When doing it with cartpole, n_actions = 2, it works perfectly well, 0 problem.
BUT when changing my n_actions to 4096, which is the output i need for the environment, the code is stuck during the forward, more precisely doing the pi = self.pi(pi1) line (i’ve tried putting a print before and after this line and the second print never happens).

What’s even more intriguing is that no computation is done when it’s stuck like this, my CPUs are all at 10% which is is just their idle state. And i have no error logs from pytorch as well.

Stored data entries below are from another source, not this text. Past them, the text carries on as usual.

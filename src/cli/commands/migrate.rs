//! Schema migration command handlers

use crate::config::Config;
use crate::db::Store;

async fn open(config: &Config) -> anyhow::Result<Store> {
    Store::connect(&config.general.database_path, 1, 1).await
}

pub async fn cmd_migrate_up(config: &Config) -> anyhow::Result<()> {
    let store = open(config).await?;
    store.migrate_up().await?;
    println!("✓ All migrations applied");
    Ok(())
}

pub async fn cmd_migrate_down(config: &Config, steps: u32) -> anyhow::Result<()> {
    let store = open(config).await?;
    store.migrate_down(steps).await?;
    println!("✓ Reverted {steps} migration(s)");
    Ok(())
}

pub async fn cmd_migrate_status(config: &Config) -> anyhow::Result<()> {
    let store = open(config).await?;
    let migrations = store.migration_status().await?;

    println!("Migrations ({} total)", migrations.len());
    println!("{:-<60}", "");

    for migration in migrations {
        let mark = if migration.applied { "applied" } else { "pending" };
        println!("{:<8} {}", mark, migration.name);
    }

    Ok(())
}
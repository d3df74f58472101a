//! Domain service for the catalog: categories, genres and titles.
//!
//! Handlers talk to [`CatalogService`]; the store behind it is an
//! implementation detail of [`super::SeaOrmCatalogService`].

use crate::api::types::{CategoryDto, GenreDto, TaxonomyRequest, TitleDto, TitlePatch, TitleRequest};
use crate::db::TitleFilter;
use crate::domain::TitleId;
use crate::domain::rules::{FieldError, field_errors};
use thiserror::Error;
use validator::ValidationErrors;

/// Domain errors for catalog operations.
#[derive(Debug, Error)]
pub enum CatalogError {
    #[error("Validation failed")]
    Validation(Vec<FieldError>),

    #[error("{0} not found")]
    NotFound(String),

    #[error("Conflict: {0}")]
    Conflict(String),

    #[error("Database error: {0}")]
    Database(String),
}

impl CatalogError {
    pub fn invalid_field(field: &str, message: impl Into<String>) -> Self {
        Self::Validation(vec![FieldError::new(field, message)])
    }
}

impl From<ValidationErrors> for CatalogError {
    fn from(errors: ValidationErrors) -> Self {
        Self::Validation(field_errors(&errors))
    }
}

impl From<sea_orm::DbErr> for CatalogError {
    fn from(err: sea_orm::DbErr) -> Self {
        Self::Database(err.to_string())
    }
}

impl From<anyhow::Error> for CatalogError {
    fn from(err: anyhow::Error) -> Self {
        Self::Database(format!("{err:#}"))
    }
}

/// Catalog operations exposed to the API and the CLI.
///
/// # Examples
///
/// ```rust,ignore
/// use yamdb::services::{CatalogError, CatalogService};
/// use yamdb::domain::TitleId;
/// use std::sync::Arc;
///
/// async fn example(service: Arc<dyn CatalogService>) -> Result<(), CatalogError> {
///     let title = service.get_title(TitleId::new(1)).await?;
///     println!("{} is rated {:?}", title.name, title.rating);
///     Ok(())
/// }
/// ```
#[async_trait::async_trait]
pub trait CatalogService: Send + Sync {
    /// Lists categories, newest first.
    async fn list_categories(&self) -> Result<Vec<CategoryDto>, CatalogError>;

    /// Creates a category.
    ///
    /// # Errors
    ///
    /// - [`CatalogError::Validation`] for a missing or malformed name or slug
    /// - [`CatalogError::Conflict`] when the slug is taken
    async fn create_category(&self, request: TaxonomyRequest) -> Result<CategoryDto, CatalogError>;

    /// Deletes a category. Titles that referenced it keep existing with no category.
    async fn delete_category(&self, slug: &str) -> Result<(), CatalogError>;

    /// Lists genres, newest first.
    async fn list_genres(&self) -> Result<Vec<GenreDto>, CatalogError>;

    /// Creates a genre.
    ///
    /// # Errors
    ///
    /// - [`CatalogError::Validation`] for a missing or malformed name or slug
    /// - [`CatalogError::Conflict`] when the slug is taken
    async fn create_genre(&self, request: TaxonomyRequest) -> Result<GenreDto, CatalogError>;

    /// Deletes a genre and its title links.
    async fn delete_genre(&self, slug: &str) -> Result<(), CatalogError>;

    /// Lists titles matching `filter` with their ratings, newest first.
    async fn list_titles(&self, filter: TitleFilter) -> Result<Vec<TitleDto>, CatalogError>;

    /// Fetches a title with its current rating.
    ///
    /// # Errors
    ///
    /// Returns [`CatalogError::NotFound`] if the title does not exist.
    async fn get_title(&self, id: TitleId) -> Result<TitleDto, CatalogError>;

    /// Creates a title.
    ///
    /// # Errors
    ///
    /// - [`CatalogError::Validation`] for a missing name, a name over 200
    ///   characters, or a year that is negative or later than the current year
    /// - [`CatalogError::NotFound`] when the category or a genre does not exist
    async fn create_title(&self, request: TitleRequest) -> Result<TitleDto, CatalogError>;

    /// Applies a partial update. The merged result is validated as a whole.
    async fn update_title(&self, id: TitleId, patch: TitlePatch) -> Result<TitleDto, CatalogError>;

    /// Deletes a title together with its reviews and their comments.
    async fn delete_title(&self, id: TitleId) -> Result<(), CatalogError>;
}
//! Liveness endpoint.

use axum::{
    Json,
    extract::State,
    http::StatusCode,
    response::{IntoResponse, Response},
};
use std::sync::Arc;

use super::{ApiResponse, AppState, HealthResponse};

/// `GET /api/health`
///
/// Reports the process as alive and checks that the database answers.
/// Returns 503 when the ping fails.
pub async fn health(State(state): State<Arc<AppState>>) -> Response {
    let db_ready = state.store().ping().await.is_ok();

    let status = if db_ready {
        StatusCode::OK
    } else {
        StatusCode::SERVICE_UNAVAILABLE
    };

    (
        status,
        Json(ApiResponse::success(HealthResponse {
            status: if db_ready { "ok" } else { "degraded" },
            database: if db_ready { "up" } else { "down" },
            version: env!("CARGO_PKG_VERSION"),
        })),
    )
        .into_response()
}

Also worth noting that i tried changing the n_actions to something like 200, the forward works, but increasing it up to 300 it doesn’t work anymore.

If that matters, i’m on Fedora 29, python 3.7.7, and pytorch 1.8.1+cu102.
(I tried on different computers and the same behaviour happens.)

So yeah i’m here stuck with a problem that i really don’t understand, i can’t imagine why the forward is blocking here when increasing the output dimension.

Any help greatly appreciated.

2 Likes

Did you manage to solve this? I am having the same issue.